External ventricular drainage (EVD) catheters are associated with complications such as EVD catheter infection (ECI), intracranial hemorrhage (ICH), and suboptimal placement. The aim of this study was to investigate the rates of EVD catheter complications and their associated risk factor profiles in order to optimize the safety and accuracy of catheter insertion.

METHODS

A total of 348 patients with urgently placed EVD catheters were included as a part of a prospective multicenter observational cohort. Strict definitions were applied for each complication category.

RESULTS

The rates of misplacement, ECI/ventriculitis, and ICH were 38.6%, 12.2%, and 9.2%, respectively. Catheter misplacement was associated with midline shift (p = 0.002), operator experience (p = 0.031), and intracranial length (p < 0.001). Although mostly asymptomatic, ICH occurred more often in patients receiving prophylactic low-molecular-weight heparin (LMWH) (p = 0.002) and those who required catheter replacement (p = 0.026). Infectious complications (ECI/ventriculitis and suspected ECI) occurred more commonly in patients whose catheters were inserted at the bedside (p = 0.004) and those with smaller incisions (≤ 1 cm) (p < 0.001). ECI/ventriculitis was not associated with preinsertion antibiotic prophylaxis (p = 0.421), catheter replacement (p = 0.118), and catheter tunneling length (p = 0.782).

CONCLUSIONS

EVD-associated complications are common. These results suggest that the operating room setting can help reduce the risk of infection, but not the use of preoperative antibiotic prophylaxis. Although EVD-related ICH was associated with LMWH prophylaxis for deep vein thrombosis, there were no significant clinical manifestations in the majority of patients. Catheter misplacement was associated with operator level of training and midline shift.
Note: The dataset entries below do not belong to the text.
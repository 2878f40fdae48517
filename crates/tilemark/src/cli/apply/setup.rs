//! Apply setup: config overrides, mode resolution, watermark loading.

use std::path::{Path, PathBuf};

use tilemark_core::{Config, FileDiscovery, ManifestFormat, ProcessOptions, WatermarkProcessor};

use super::types::Mode;
use super::{ApplyArgs, ApplyContext};

/// Validate input, merge CLI flags into config, and load the watermark.
pub async fn setup_processor(
    args: &ApplyArgs,
    mut config: Config,
) -> anyhow::Result<ApplyContext> {
    if !args.source.exists() {
        anyhow::bail!(
            "Source path does not exist: {:?}\n\n  Hint: Check the file path and try again.",
            args.source
        );
    }

    let watermark_path = match args.watermark.clone().or_else(|| config.watermark_path()) {
        Some(path) => path,
        None => anyhow::bail!(
            "No watermark image given.\n\n  \
             Hint: Pass --watermark <FILE> or set [watermark] path in the config file."
        ),
    };

    // CLI flags override config values
    if let Some(opacity) = args.opacity {
        config.watermark.opacity = opacity;
    }
    if let Some(quality) = args.quality {
        config.output.jpeg_quality = quality;
    }
    if args.recursive {
        config.processing.recursive = true;
    }
    let thumbnail = match args.thumbnail {
        Some(size) => Some(size),
        None => config.thumbnail_size()?,
    };
    if let Some(size) = thumbnail {
        if let Err(e) = config.check_thumbnail_size(size) {
            anyhow::bail!(
                "{e}\n\n  Hint: Choose a smaller --thumbnail, or raise [limits] max_image_dimension."
            );
        }
    }

    let mode = resolve_mode(&args.source, args.output.as_deref(), &config);
    tracing::debug!("Mode: {:?}", mode);
    if let Mode::Batch { output_dir } = &mode {
        if output_covers_source(&args.source, output_dir) {
            anyhow::bail!(
                "Output directory {:?} contains the source directory, so every input would be skipped.\n\n  \
                 Hint: Pass an --output directory outside {:?}, or omit it to use {:?}.",
                output_dir,
                args.source,
                args.source.join(&config.output.dir_name)
            );
        }
    }

    let processor =
        WatermarkProcessor::load(&config, &watermark_path, config.watermark.opacity).await?;
    tracing::info!(
        "Watermark loaded: {:?} ({}x{}, opacity {})",
        watermark_path,
        processor.watermark().width(),
        processor.watermark().height(),
        processor.watermark().opacity()
    );

    // Keep the watermark and earlier results out of the batch
    let mut excluded = vec![watermark_path];
    if let Mode::Batch { output_dir } = &mode {
        excluded.push(output_dir.clone());
    }
    let discovery = FileDiscovery::new(config.processing.clone()).with_excluded(excluded);
    let processor = processor.with_discovery(discovery);

    let options = ProcessOptions {
        thumbnail,
        overwrite: args.overwrite,
    };
    if let Some(size) = thumbnail {
        tracing::info!("Thumbnailing to {size} before watermarking");
    }

    let manifest_format: ManifestFormat = args.format.into();

    Ok(ApplyContext {
        processor,
        options,
        mode,
        manifest_format,
    })
}

/// Decide between single-file and batch mode, and where output goes.
///
/// Single: `--output` if it is not an existing directory, otherwise
/// `<stem><suffix>.jpg` beside the source (or inside that directory).
/// Batch: `--output`, or `<source>/<dir_name>`.
pub fn resolve_mode(source: &Path, output: Option<&Path>, config: &Config) -> Mode {
    if source.is_dir() {
        let output_dir = output
            .map(Path::to_path_buf)
            .unwrap_or_else(|| source.join(&config.output.dir_name));
        return Mode::Batch { output_dir };
    }

    let default_name = format!("{}{}.jpg", file_stem(source), config.output.suffix);
    let output = match output {
        Some(dir) if dir.is_dir() => dir.join(default_name),
        Some(file) => file.to_path_buf(),
        None => source.with_file_name(default_name),
    };
    Mode::Single { output }
}

/// Output path for one batch file, mirroring its position below `source_dir`.
pub fn batch_output_path(source_dir: &Path, output_dir: &Path, file: &Path) -> PathBuf {
    let relative_parent = file
        .parent()
        .and_then(|parent| parent.strip_prefix(source_dir).ok())
        .unwrap_or_else(|| Path::new(""));
    output_dir
        .join(relative_parent)
        .join(format!("{}.jpg", file_stem(file)))
}

/// True when the source directory is the output directory or lies below it.
///
/// Batch discovery excludes the output tree, so such a run would find nothing.
fn output_covers_source(source: &Path, output_dir: &Path) -> bool {
    match (
        std::fs::canonicalize(source),
        std::fs::canonicalize(output_dir),
    ) {
        (Ok(source), Ok(output_dir)) => source.starts_with(output_dir),
        _ => false,
    }
}

fn file_stem(path: &Path) -> String {
    path.file_stem()
        .map(|s| s.to_string_lossy().into_owned())
        .unwrap_or_else(|| "image".to_string())
}

#[cfg(test)]
mod tests {
    use super::*;

    #[test]
    fn test_single_mode_default_output_beside_source() {
        let dir = tempfile::tempdir().unwrap();
        let source = dir.path().join("photo.png");
        std::fs::write(&source, b"x").unwrap();

        let mode = resolve_mode(&source, None, &Config::default());
        assert_eq!(
            mode,
            Mode::Single {
                output: dir.path().join("photo_watermarked.jpg")
            }
        );
    }

    #[test]
    fn test_single_mode_explicit_file() {
        let dir = tempfile::tempdir().unwrap();
        let source = dir.path().join("photo.png");
        std::fs::write(&source, b"x").unwrap();
        let output = dir.path().join("final.jpg");

        let mode = resolve_mode(&source, Some(&output), &Config::default());
        assert_eq!(mode, Mode::Single { output });
    }

    #[test]
    fn test_single_mode_output_directory() {
        let dir = tempfile::tempdir().unwrap();
        let source = dir.path().join("photo.png");
        std::fs::write(&source, b"x").unwrap();
        let out_dir = dir.path().join("out");
        std::fs::create_dir(&out_dir).unwrap();

        let mode = resolve_mode(&source, Some(&out_dir), &Config::default());
        assert_eq!(
            mode,
            Mode::Single {
                output: out_dir.join("photo_watermarked.jpg")
            }
        );
    }

    #[test]
    fn test_batch_mode_default_output_dir() {
        let dir = tempfile::tempdir().unwrap();
        let mode = resolve_mode(dir.path(), None, &Config::default());
        assert_eq!(
            mode,
            Mode::Batch {
                output_dir: dir.path().join("watermarked")
            }
        );
    }

    #[test]
    fn test_output_covers_source() {
        let dir = tempfile::tempdir().unwrap();
        let nested = dir.path().join("shots");
        std::fs::create_dir(&nested).unwrap();

        assert!(output_covers_source(&nested, &nested));
        assert!(output_covers_source(&nested, dir.path()));
        assert!(output_covers_source(&nested, &nested.join(".")));
        assert!(!output_covers_source(dir.path(), &nested));
        // Not created yet, so it cannot hold the source
        assert!(!output_covers_source(&nested, &dir.path().join("fresh")));
    }

    fn write_logo(dir: &Path) -> PathBuf {
        let logo = dir.join("logo.png");
        image::RgbaImage::from_pixel(8, 8, image::Rgba([255, 255, 255, 255]))
            .save(&logo)
            .unwrap();
        logo
    }

    #[tokio::test]
    async fn test_setup_rejects_output_equal_to_source_dir() {
        let dir = tempfile::tempdir().unwrap();
        let logo = write_logo(dir.path());

        let args = ApplyArgs {
            source: dir.path().to_path_buf(),
            watermark: Some(logo),
            output: Some(dir.path().to_path_buf()),
            ..ApplyArgs::default()
        };
        let err = setup_processor(&args, Config::default())
            .await
            .err()
            .unwrap();
        let msg = err.to_string();
        assert!(msg.contains("contains the source directory"));
        assert!(msg.contains("Hint"));
    }

    #[tokio::test]
    async fn test_setup_rejects_thumbnail_over_dimension_limit() {
        let dir = tempfile::tempdir().unwrap();
        let logo = write_logo(dir.path());
        let mut config = Config::default();
        config.limits.max_image_dimension = 500;

        let args = ApplyArgs {
            source: dir.path().to_path_buf(),
            watermark: Some(logo.clone()),
            thumbnail: Some("501x100".parse().unwrap()),
            ..ApplyArgs::default()
        };
        let err = setup_processor(&args, config.clone())
            .await
            .err()
            .unwrap();
        assert!(err.to_string().contains("501x100"));
        assert!(err.to_string().contains("max_image_dimension"));

        let args = ApplyArgs {
            thumbnail: Some("500x100".parse().unwrap()),
            ..args
        };
        let ctx = setup_processor(&args, config).await.unwrap();
        assert_eq!(ctx.options.thumbnail, Some("500x100".parse().unwrap()));
    }

    #[test]
    fn test_batch_output_path_mirrors_subdirectories() {
        let src = Path::new("/photos");
        let out = Path::new("/export");
        assert_eq!(
            batch_output_path(src, out, Path::new("/photos/a.png")),
            PathBuf::from("/export/a.jpg")
        );
        assert_eq!(
            batch_output_path(src, out, Path::new("/photos/2024/b.jpeg")),
            PathBuf::from("/export/2024/b.jpg")
        );
    }
}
Information from this multicenter prospective cohort can be utilized to increase the safety profile of this common neurosurgical procedure.

ABBREVIATIONS

DVT = deep vein thrombosis; ECI = EVD catheter infection; ED = emergency department; EVD = external ventricular drainage; ICH = intracranial hemorrhage; ICU = intensive care unit; IVH = intraventricular hemorrhage; LMWH = low-molecular-weight heparin; OR = operating room; PGY = postgraduate year; SAH = subarachnoid hemorrhage.